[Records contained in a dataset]

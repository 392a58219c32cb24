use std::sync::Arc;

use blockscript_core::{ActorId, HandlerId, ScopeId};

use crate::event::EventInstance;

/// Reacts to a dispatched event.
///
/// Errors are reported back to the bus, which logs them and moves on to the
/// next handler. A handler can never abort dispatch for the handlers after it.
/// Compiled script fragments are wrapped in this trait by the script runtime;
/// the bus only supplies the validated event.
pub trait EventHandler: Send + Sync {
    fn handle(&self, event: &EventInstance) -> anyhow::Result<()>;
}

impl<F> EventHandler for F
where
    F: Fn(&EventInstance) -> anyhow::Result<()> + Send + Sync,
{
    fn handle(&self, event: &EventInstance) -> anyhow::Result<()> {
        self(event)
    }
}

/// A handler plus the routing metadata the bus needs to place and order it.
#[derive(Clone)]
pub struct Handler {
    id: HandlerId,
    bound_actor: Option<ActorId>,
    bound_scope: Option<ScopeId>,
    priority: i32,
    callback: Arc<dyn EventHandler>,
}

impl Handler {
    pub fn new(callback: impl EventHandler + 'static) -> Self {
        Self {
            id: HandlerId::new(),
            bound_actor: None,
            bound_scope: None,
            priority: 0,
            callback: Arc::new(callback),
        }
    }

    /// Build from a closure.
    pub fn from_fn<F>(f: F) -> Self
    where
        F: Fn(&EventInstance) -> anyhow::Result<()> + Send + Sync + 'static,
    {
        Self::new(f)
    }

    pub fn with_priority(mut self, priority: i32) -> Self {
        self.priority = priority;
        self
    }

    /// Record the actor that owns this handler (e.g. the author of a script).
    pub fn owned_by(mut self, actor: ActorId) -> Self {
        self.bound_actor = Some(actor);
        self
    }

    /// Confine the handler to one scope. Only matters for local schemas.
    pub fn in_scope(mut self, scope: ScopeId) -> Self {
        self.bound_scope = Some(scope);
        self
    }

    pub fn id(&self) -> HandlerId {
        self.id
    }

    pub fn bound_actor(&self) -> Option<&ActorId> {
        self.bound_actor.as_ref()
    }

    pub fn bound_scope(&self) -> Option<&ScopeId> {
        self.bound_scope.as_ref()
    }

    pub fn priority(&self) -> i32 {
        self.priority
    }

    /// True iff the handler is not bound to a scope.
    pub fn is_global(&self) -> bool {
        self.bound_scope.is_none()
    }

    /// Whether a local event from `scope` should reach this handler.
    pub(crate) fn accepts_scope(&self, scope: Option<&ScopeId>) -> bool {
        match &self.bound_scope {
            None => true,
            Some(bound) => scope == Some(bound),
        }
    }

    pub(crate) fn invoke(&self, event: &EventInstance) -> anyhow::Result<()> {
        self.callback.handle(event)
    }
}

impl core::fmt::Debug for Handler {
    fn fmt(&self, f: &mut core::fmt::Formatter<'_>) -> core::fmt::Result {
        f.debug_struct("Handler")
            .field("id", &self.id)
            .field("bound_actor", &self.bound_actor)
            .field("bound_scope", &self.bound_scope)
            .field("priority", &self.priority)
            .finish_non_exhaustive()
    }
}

---

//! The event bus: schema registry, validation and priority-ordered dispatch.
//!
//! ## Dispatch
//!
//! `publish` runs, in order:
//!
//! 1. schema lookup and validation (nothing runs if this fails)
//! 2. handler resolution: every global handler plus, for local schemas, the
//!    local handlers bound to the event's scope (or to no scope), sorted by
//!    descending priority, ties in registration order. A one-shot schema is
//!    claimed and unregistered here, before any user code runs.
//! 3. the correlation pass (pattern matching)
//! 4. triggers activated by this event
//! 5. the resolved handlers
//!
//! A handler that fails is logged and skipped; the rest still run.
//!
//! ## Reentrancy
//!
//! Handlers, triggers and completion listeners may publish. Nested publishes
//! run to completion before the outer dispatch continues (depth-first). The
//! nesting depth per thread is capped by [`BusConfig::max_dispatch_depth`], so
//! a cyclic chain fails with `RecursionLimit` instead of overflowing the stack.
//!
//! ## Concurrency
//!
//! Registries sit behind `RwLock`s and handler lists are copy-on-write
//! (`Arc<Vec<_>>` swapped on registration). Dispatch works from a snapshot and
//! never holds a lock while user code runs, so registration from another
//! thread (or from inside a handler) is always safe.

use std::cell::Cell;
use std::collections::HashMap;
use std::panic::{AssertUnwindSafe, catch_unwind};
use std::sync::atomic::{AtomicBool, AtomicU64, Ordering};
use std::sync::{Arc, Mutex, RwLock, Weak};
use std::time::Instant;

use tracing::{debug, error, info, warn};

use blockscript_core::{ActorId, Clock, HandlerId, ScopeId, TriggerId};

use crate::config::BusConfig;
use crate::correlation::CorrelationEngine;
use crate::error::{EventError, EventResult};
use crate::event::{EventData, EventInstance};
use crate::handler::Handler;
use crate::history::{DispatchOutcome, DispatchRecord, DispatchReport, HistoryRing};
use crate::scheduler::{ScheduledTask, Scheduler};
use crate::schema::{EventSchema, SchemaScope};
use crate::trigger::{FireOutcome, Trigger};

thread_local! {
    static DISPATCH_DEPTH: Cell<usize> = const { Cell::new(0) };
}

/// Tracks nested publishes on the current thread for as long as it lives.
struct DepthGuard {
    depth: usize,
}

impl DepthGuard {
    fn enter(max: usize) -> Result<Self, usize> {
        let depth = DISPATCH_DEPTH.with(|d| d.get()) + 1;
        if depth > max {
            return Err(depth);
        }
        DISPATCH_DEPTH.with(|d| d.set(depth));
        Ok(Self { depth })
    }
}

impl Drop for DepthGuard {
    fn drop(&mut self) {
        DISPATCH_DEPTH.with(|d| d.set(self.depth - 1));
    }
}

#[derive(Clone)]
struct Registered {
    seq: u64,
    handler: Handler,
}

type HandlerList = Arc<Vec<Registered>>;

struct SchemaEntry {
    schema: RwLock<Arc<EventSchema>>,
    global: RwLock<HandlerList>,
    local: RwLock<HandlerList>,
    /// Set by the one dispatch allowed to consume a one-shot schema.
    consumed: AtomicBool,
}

▶ **PROBLEM DETAILS**: Your reply should consist of one number: how many lines above contain the word "AtomicBool".

▶ **RESULT OF THIS TASK**: 2